The three CDS systems we have developed and are described below complement other research projects that are exploring CDS within the VA EHR environment. These include the ATHENA system that provides CDS in the clinical domains of hypertension , opioid therapy for chronic, non-cancer pain [3, 4], and previous work at VACHS providing CDS for patients with HIV . An expanding list of applications built around the VA EHR and currently available through VistA can be found at the VA software document library web site (https://www.va.gov/vdl/).
To provide CDS tailored to a patient’s care, such a system must be able to access clinical data and use that data as a basis for patient-specific CDS. For many CDS applications, this interaction needs to take place in real-time, or very close to real-time.
This paper first describes the three Web-based CDS systems we developed and implemented within the VA EHR environment and specific informatics-related challenges and issues that arose in the process of implementing each system. Finally, we also discuss a more general data access problems involved in identifying a patient’s medications, which is an issue that is likely to be confronted in the implementation of many CDS systems. We believe that a discussion of these methods and informatics-related challenges and issues may be of assistance to other groups interested in implementing Web-based CDS within the VA.
We developed the following three Web-based CDS systems in support of three research projects based at the VA Connecticut Healthcare System (VACHS):
The VACS (Veterans Aging Cohort Study) Index Calculator  which estimates prognosis for HIV+ patients,
Neuropath/CDS  which assists in the medical management of patients with neuropathic pain,
TRIM (Tool to Reduce Inappropriate Medications)  which identifies potentially inappropriate medications in older adults and provides recommendations for improving the medication regimen.
These systems are integrated into the VA EHR patient data infrastructure as discussed below.
The VA EHR environment
The components of the VA EHR infrastructure that our three CDS systems are built upon are:
VistA: VistA provides the backbone of the VA EHR. VACHS has its own instance of VistA. VistA stores patient data in a MUMPS data structure that is designed to support efficient real-time patient-specific transactions in support of clinical care. VistA provides a range of Web services, each designed to allow a particular type of patient-specific data to be retrieved, for example, laboratory results, active medications, demographics, etc. All three of our CDS systems use these Web services to retrieve data from VistA in real time.
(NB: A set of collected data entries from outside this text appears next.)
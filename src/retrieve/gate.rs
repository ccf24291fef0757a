//! Post-retrieval size gate.
//!
//! The transport this pipeline feeds has a hard attachment ceiling, so the
//! caller-facing layer runs every success through [`enforce_ceiling`]
//! before reporting it. An oversized artifact is deleted immediately and
//! the outcome becomes `Failure { TooLarge }` - no transcoding, no
//! truncation.

use std::fs;

use tracing::{info, warn};

use super::{ErrorKind, RetrievalFailure, RetrievalOutcome, Retrieved};

/// Default attachment ceiling: 50 MB.
pub const DEFAULT_SIZE_CEILING: u64 = 50 * 1024 * 1024;

/// Converts an oversized success into `Failure { TooLarge }`, deleting the
/// artifact.
#[must_use]
pub fn enforce_ceiling(retrieved: Retrieved, ceiling_bytes: u64) -> RetrievalOutcome {
    let size = match fs::metadata(&retrieved.file_path) {
        Ok(metadata) => metadata.len(),
        Err(error) => {
            return Err(RetrievalFailure::new(
                ErrorKind::Unknown,
                format!(
                    "retrieved file vanished before size check ({}): {error}",
                    retrieved.file_path.display()
                ),
            ));
        }
    };

    if size > ceiling_bytes {
        info!(
            file = %retrieved.file_path.display(),
            size,
            ceiling_bytes,
            "artifact over ceiling, deleting"
        );
        if let Err(error) = fs::remove_file(&retrieved.file_path) {
            warn!(
                error = %error,
                file = %retrieved.file_path.display(),
                "failed to delete oversized artifact"
            );
        }
        return Err(RetrievalFailure::new(
            ErrorKind::TooLarge,
            format!("file is {size} bytes, ceiling is {ceiling_bytes}"),
        ));
    }

    Ok(retrieved)
}
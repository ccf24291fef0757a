//! Durable per-user language preference store.
//!
//! Replaces what would otherwise be an ambient in-process map with explicit
//! get/set operations over a durable table. Each operation is a single
//! statement - no multi-step preference transaction ever spans a retrieval.
//! The pipeline itself never reads this; the caller-facing layer does, to
//! pick user-facing text for a classified outcome.

use thiserror::Error;
use tracing::instrument;

use crate::db::Database;

/// Language applied when a user has no stored preference.
pub const DEFAULT_LANGUAGE: &str = "uz";

/// Preference store errors.
#[derive(Debug, Error)]
pub enum PrefsError {
    /// A query against the preferences table failed.
    #[error("preference query failed: {0}")]
    Query(#[from] sqlx::Error),
}

/// Typed access to the `preferences` table.
#[derive(Debug, Clone)]
pub struct PreferenceStore {
    db: Database,
}

impl PreferenceStore {
    /// Creates a store over an already-migrated database.
    #[must_use]
    pub fn new(db: Database) -> Self {
        Self { db }
    }

    /// Returns the user's language code, or [`DEFAULT_LANGUAGE`] when no
    /// row exists.
    ///
    /// # Errors
    ///
    /// Returns [`PrefsError::Query`] if the read fails.
    #[instrument(skip(self))]
    pub async fn get(&self, user_id: i64) -> Result<String, PrefsError> {
        let row: Option<(String,)> =
            sqlx::query_as("SELECT language_code FROM preferences WHERE user_id = ?")
                .bind(user_id)
                .fetch_optional(self.db.pool())
                .await?;

        Ok(row.map_or_else(|| DEFAULT_LANGUAGE.to_string(), |(code,)| code))
    }

    /// Inserts or updates the user's language code atomically.
    ///
    /// # Errors
    ///
    /// Returns [`PrefsError::Query`] if the upsert fails.
    #[instrument(skip(self))]
    pub async fn set(&self, user_id: i64, language_code: &str) -> Result<(), PrefsError> {
        sqlx::query(
            "INSERT INTO preferences (user_id, language_code) VALUES (?, ?)
             ON CONFLICT(user_id) DO UPDATE SET
                 language_code = excluded.language_code,
                 updated_at = datetime('now')",
        )
        .bind(user_id)
        .bind(language_code)
        .execute(self.db.pool())
        .await?;

        Ok(())
    }
}
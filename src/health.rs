//! Liveness HTTP endpoint.
//!
//! Deployment platforms probe the service for liveness; the endpoint
//! answers `200` with a static body and knows nothing about the pipeline.

use axum::Router;
use axum::routing::get;
use tracing::info;

/// Static liveness response body.
pub const LIVENESS_BODY: &str = "clipfetch is alive";

/// Builds the liveness router: `GET /` -> 200 with [`LIVENESS_BODY`].
#[must_use]
pub fn router() -> Router {
    Router::new().route("/", get(|| async { LIVENESS_BODY }))
}

/// Serves the liveness router on `0.0.0.0:port` until the process exits.
///
/// # Errors
///
/// Returns the bind or serve error; callers typically log it and continue,
/// since liveness is advisory.
pub async fn serve(port: u16) -> std::io::Result<()> {
    let listener = tokio::net::TcpListener::bind(("0.0.0.0", port)).await?;
    info!(port, "liveness endpoint listening");
    axum::serve(listener, router()).await
}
CPRS: CPRS is the interface to VistA used by clinicians when performing patient care. Two of our CDS systems are activated directly from CPRS via the CPRS Tools menu. For example, to activate the VACS Index Calculator, the user goes to the CPRS Tools menu, selects the “CLINICAL RESOURCE LINKS” submenu, and then selects “VACS Index Calculator”. This results in CPRS linking to the VACS Index Calculator Web site (using its URL web address) and passing the patient’s VistA ID as a parameter. The CDS system then activates a Web-based CDS window on the PC being used to access CPRS.
The CDW: The VA CDW contains national patient data from VistA, updated every night. The CDW infrastructure includes four regional data warehouses (RDWs), which receive data from VistA instances in their region and which in turn update a single national CDW. We obtain CDW data from the RDW for VA Region 4. Whereas VistA is designed to support efficient patient-specific data retrieval, the CDW is a relational SQL Server database and is designed to support data analysis and reporting across multiple patients for which real-time response is not necessary. To make CDW data available for efficient retrieval by a CDS system, we download selected data for all VACHS patients weekly from the RDW. Those data are processed locally (as described below), and placed in a local “staging database”, which is an SQL Server database on the local VACHS network. This design allows relevant selected CDW data to be accessed with real-time response by our CDS systems.
The VACS Calculator: The VACS Index Calculator was developed as part of the Veterans Aging Cohort Study (VACS). It uses clinical data from a patient who is HIV+ to estimate that patient’s prognosis (5-year mortality), and to allow the user to explore various ways in which that prognosis might be improved. The VACS Index Calculator can be accessed from within the VACHS via CPRS. The patient’s clinical data is obtained automatically from the EHR in real time using the Medical Domain Web Service (MDWS) available from VistA. The VACS Index Calculator can also be accessed from anywhere via the Web (https://medicine.yale.edu/intmed/vacs/) where the user can enter clinical data manually.
Figure 1 shows the system’s Web interface. The main screen, on the left, shows the input data retrieved from VistA, which includes age, sex, race, and a variety of laboratory test results. These data are used to calculate the patient’s current 5-year mortality estimate. At the bottom of that screen, the clinician can enter information about the patient’s smoking, alcohol consumption, HIV drug adherence, and Hepatitis C treatment status (if relevant). Based on this information, the clinician can explore, and demonstrate to the patient, if desired, how the 5-year mortality could change based on behavior changes on the part of the patient.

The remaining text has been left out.